Grief

9 Things You Can Do Instead of Ask What You Can Do

Written by Kathy Glow

Six years ago, my family received devastating news: our five-year-old son was diagnosed with cancer. Our world was officially turned upside down.

Well-meaning family, friends, and strangers alike turned out in droves with words of support, prayers, and offers to help. We are so fortunate to live in a society in which people help during crisis. However, many times it ends up being a bunch of people standing around because they don’t know what to do.

People say things like, My thoughts and prayers are with you. While that is nice to know, as my husband so bluntly pointed out, talk is cheap. They also say, Let me know if you need anything. Many times, the person facing the crisis has no idea what they need. And if they are anything like me, they won’t ask anyway.

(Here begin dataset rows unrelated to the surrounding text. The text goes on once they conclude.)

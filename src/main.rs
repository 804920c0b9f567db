use std::path::{Path, PathBuf};

use forgebench::client::memory::InMemoryToolchain;
use forgebench::models::ComponentKind;
use forgebench::{BenchConfig, Journal, SessionOrchestrator};

fn main() -> Result<(), Box<dyn std::error::Error>> {
    // Bench config first: it decides where the journal lives.
    let config = match std::env::args().nth(1).map(PathBuf::from) {
        Some(path) => BenchConfig::load(&path)?,
        None => {
            eprintln!("[Main] no bench config given, using built-in rehearsal scenario");
            BenchConfig::default()
        }
    };

    // =========================================================================
    // JOURNAL INITIALIZATION - MUST PRECEDE ANY log::* CALL
    // =========================================================================
    let journal = Journal::new(Path::new(&config.journal_dir))?;
    if let Err(e) = journal.register_global(log::LevelFilter::Info) {
        eprintln!("[Main] WARNING: failed to register journal as global logger: {}", e);
    }
    log::info!("forgebench {} starting", forgebench::VERSION);
    eprintln!("[Main] session journal: {}", journal.path().display());

    // =========================================================================
    // REHEARSAL BACKEND - SIMULATED TOOLCHAIN STORE
    // =========================================================================
    // Application components are created in the IDE, not by these workflows;
    // seed them so retrieval by name matches the persisted registry.
    let toolchain = InMemoryToolchain::new();
    for name in &config.preexisting_applications {
        toolchain.seed_component(&config.workspace(), name, ComponentKind::Application)?;
        log::info!("seeded preexisting application '{}'", name);
    }

    let orchestrator =
        SessionOrchestrator::new(Box::new(toolchain.clone())).with_journal(journal.clone());
    let workflow = config.to_workflow();

    match orchestrator.run(&workflow) {
        Ok(report) => {
            for step in &report.steps {
                match &step.status {
                    Some(status) => {
                        log::info!("{} ({}): {}", step.step, step.component, status.diagnostics)
                    }
                    None => log::info!("{} ({}): resolved", step.step, step.component),
                }
            }
            log::info!("build order: [{}]", report.build_order().join(", "));

            let (opened, closed) = toolchain.session_counts();
            debug_assert_eq!(opened, closed);

            journal.flush()?;
            eprintln!("[Main] rehearsal complete ({} builds)", report.build_order().len());
            Ok(())
        }
        Err(e) => {
            log::error!("rehearsal failed: {}", e);
            let _ = journal.flush();
            Err(e.into())
        }
    }
}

Honestly, I’ve been guilty of saying both of these, even since my son’s death. People we care about face so many hardships in their lives – from death, divorce, and illness to job loss, family trauma, and more. Many people feel simply helpless in the face of a crisis. Go ahead and offer your support, prayers, and love; but here are nine other practical things you can do to help a family facing a crisis.

  1. Provide necessities. Drop off some groceries, especially items that get used every day. You can never have enough bread, cereal, milk, laundry soap, toilet paper, and Kleenex.
  2. Make a meal. Bring a freezer-ready meal or all the fixings for a meal when they need it.
  3. Coordinate with friends. There are many meal sites like Meal Train and Take them a Meal which allow you to coordinate with members of a community or church to help a family. Check with your local grocery store to see if they will deliver a meal – many do.
  4. Help with chores. Mow the lawn, trim the hedges, clean a bathroom, vacuum, or fold some laundry. These are the last things that get done when a family is in crisis. You can even combine these with a much-needed visit.
  5. Care for the kids. If the family has children, offer to take them to the park, a movie, or out for ice cream. Offer to babysit for free if the parents need to go to an appointment or just need some time away. This is a treat for the children, too, who will be feeling the stress of the situation.
  6. Offer to organize. Paper work and appointments can get overwhelming. Assist with combining all of these into one easy place. Help set up a grocery delivery, dry cleaning, house cleaning, or lawn service. Help them to get bills on autopay. Give them a system they don’t need to worry about.
  7. Send a gift card. Gift cards provide a handy and easy way to get a cup of coffee or a sandwich when it’s needed most – usually between appointments.
  8. Be there to listen. Or not. This is probably one of the hardest things to do. Sometimes we want to talk, cry, and work things out and need someone to just listen. Sometimes we’re tired of talking, but we don’t want to be alone. Be there for whatever they need.
  9. Take no offense. Never stop showing that you care. Corresponding on social media, sending a card or a text, or making a phone call to say you’re thinking of someone is always appreciated. Just don’t be upset if you don’t hear back. Know that they saw and appreciated your kind words. Send them again another day. You never know if that will be the day they need them the most.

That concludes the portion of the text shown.